[Records from a dataset]
'''
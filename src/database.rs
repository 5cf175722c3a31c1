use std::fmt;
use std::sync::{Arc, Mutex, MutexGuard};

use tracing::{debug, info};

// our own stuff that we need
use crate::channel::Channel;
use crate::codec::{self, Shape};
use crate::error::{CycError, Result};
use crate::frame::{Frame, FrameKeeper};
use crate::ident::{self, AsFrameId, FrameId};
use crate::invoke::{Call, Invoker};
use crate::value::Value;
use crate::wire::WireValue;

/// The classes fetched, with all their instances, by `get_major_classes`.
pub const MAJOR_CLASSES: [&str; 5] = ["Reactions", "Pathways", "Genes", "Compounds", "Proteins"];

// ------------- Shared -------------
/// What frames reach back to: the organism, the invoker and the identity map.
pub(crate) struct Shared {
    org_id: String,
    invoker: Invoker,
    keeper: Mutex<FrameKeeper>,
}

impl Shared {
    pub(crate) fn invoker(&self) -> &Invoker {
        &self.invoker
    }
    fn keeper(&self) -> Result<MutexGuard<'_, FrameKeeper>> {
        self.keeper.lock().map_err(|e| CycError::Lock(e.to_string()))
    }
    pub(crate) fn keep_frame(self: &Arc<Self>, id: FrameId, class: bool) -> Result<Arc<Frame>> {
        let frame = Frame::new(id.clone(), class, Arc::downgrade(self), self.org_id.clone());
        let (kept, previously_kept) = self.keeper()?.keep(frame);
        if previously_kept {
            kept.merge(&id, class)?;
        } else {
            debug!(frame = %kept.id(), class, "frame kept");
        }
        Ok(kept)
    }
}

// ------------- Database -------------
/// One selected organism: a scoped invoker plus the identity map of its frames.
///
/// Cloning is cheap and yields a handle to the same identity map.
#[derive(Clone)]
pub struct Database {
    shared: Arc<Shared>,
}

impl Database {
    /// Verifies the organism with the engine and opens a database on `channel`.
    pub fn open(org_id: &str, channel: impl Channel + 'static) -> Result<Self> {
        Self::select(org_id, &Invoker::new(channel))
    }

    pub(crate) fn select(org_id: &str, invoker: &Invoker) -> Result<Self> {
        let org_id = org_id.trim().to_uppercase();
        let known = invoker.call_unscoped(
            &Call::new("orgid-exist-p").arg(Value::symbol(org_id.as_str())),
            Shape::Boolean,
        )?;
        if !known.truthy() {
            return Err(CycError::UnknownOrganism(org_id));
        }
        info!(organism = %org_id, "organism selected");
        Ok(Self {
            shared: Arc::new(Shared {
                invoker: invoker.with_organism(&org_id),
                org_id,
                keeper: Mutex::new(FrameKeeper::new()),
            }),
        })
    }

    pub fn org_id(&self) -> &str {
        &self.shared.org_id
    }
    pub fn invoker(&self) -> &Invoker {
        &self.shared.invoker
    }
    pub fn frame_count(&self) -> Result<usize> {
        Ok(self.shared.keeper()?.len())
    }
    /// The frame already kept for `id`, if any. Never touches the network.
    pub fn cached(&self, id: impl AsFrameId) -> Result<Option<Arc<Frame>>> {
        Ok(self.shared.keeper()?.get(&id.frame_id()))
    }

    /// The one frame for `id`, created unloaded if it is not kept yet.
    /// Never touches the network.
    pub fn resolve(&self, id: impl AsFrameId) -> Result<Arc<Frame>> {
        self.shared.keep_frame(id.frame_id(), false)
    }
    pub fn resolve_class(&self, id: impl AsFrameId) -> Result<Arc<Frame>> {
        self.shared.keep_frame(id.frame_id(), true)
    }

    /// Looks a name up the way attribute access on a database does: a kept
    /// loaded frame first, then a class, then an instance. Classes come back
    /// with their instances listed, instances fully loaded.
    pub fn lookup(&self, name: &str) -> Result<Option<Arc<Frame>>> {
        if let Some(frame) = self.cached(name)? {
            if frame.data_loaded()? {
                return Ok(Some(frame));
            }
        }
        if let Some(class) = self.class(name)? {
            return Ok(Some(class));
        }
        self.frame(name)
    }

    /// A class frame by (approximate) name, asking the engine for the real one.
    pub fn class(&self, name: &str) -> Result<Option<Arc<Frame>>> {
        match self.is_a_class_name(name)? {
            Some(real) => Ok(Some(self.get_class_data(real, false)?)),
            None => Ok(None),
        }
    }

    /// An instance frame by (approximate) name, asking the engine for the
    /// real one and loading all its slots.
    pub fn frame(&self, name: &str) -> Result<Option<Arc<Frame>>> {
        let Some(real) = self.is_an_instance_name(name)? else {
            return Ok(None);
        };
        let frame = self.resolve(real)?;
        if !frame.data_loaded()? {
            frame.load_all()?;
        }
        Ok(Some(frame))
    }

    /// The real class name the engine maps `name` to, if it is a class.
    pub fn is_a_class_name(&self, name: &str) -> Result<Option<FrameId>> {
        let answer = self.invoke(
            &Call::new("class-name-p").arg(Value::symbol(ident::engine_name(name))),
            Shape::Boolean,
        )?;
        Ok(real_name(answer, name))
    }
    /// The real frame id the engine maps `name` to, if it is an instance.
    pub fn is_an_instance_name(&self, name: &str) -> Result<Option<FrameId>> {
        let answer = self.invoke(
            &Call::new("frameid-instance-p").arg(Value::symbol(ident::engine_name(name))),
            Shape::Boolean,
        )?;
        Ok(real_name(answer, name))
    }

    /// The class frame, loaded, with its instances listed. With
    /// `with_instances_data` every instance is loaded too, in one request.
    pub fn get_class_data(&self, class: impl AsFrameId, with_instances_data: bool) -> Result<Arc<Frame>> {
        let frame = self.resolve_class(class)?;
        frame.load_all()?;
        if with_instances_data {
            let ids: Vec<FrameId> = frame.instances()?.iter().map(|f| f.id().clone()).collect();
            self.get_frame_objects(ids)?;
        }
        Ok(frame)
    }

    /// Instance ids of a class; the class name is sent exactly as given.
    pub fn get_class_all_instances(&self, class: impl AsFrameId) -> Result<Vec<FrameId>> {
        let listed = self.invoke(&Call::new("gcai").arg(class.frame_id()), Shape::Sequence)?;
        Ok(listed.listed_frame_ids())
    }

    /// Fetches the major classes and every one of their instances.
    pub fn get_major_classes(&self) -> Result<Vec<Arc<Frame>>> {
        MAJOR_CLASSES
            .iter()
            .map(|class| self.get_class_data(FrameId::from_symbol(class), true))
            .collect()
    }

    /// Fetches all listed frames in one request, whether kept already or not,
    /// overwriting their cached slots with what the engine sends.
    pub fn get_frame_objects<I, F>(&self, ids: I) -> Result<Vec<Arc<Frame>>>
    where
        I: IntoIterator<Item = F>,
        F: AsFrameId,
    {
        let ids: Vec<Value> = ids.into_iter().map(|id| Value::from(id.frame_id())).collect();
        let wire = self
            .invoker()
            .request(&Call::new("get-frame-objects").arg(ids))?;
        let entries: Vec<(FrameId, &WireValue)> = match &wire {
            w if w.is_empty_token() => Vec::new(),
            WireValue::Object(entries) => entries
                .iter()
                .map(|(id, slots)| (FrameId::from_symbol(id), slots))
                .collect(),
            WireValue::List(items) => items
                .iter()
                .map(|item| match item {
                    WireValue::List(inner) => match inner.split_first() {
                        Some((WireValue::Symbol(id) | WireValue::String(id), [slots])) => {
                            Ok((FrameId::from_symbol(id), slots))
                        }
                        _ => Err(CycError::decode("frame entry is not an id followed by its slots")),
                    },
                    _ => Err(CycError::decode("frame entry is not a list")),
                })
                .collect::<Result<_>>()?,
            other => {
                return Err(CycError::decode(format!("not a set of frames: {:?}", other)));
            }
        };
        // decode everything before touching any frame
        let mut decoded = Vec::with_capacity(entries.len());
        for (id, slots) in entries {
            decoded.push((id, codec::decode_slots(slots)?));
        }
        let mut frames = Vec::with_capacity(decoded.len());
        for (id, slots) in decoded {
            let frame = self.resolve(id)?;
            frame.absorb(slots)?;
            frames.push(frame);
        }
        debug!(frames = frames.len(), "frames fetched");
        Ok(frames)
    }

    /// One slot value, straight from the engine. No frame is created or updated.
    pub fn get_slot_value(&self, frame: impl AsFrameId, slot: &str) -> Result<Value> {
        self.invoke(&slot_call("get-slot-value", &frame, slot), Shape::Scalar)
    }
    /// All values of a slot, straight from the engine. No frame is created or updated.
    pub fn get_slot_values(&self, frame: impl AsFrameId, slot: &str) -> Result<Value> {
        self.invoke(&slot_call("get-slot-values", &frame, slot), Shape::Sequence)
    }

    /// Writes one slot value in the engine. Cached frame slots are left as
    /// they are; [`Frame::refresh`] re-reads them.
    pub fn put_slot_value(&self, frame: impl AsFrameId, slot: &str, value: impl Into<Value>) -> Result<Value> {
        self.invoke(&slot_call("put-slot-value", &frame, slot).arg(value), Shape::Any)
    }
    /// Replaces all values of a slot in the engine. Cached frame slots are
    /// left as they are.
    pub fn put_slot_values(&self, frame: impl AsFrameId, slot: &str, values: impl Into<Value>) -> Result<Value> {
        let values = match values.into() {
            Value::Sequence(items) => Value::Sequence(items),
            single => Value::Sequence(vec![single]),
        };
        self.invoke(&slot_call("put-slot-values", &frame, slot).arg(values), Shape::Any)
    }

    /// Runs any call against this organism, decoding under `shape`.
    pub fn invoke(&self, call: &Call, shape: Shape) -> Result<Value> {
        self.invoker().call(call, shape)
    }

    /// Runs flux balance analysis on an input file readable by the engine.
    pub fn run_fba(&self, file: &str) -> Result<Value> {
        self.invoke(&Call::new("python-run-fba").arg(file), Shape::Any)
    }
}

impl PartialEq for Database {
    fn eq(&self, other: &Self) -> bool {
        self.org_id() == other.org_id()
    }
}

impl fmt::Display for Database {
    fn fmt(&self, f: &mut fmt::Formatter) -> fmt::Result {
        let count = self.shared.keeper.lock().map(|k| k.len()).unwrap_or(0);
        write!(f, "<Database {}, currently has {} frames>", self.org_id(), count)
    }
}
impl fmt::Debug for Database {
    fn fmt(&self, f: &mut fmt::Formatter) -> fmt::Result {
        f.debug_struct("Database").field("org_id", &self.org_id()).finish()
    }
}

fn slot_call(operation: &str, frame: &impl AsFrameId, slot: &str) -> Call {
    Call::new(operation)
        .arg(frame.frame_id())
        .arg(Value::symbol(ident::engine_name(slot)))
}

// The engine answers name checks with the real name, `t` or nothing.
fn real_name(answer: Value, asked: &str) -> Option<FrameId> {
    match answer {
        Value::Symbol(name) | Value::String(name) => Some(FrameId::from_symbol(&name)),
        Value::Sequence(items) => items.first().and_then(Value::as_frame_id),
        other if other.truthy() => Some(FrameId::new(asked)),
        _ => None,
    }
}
'''
**WHAT IS EXPECTED:** Whenever the word "listed" shows up in a line, that line counts. Say how many lines of the data count, giving the number alone.

**EXPECTED OUTPUT:** 5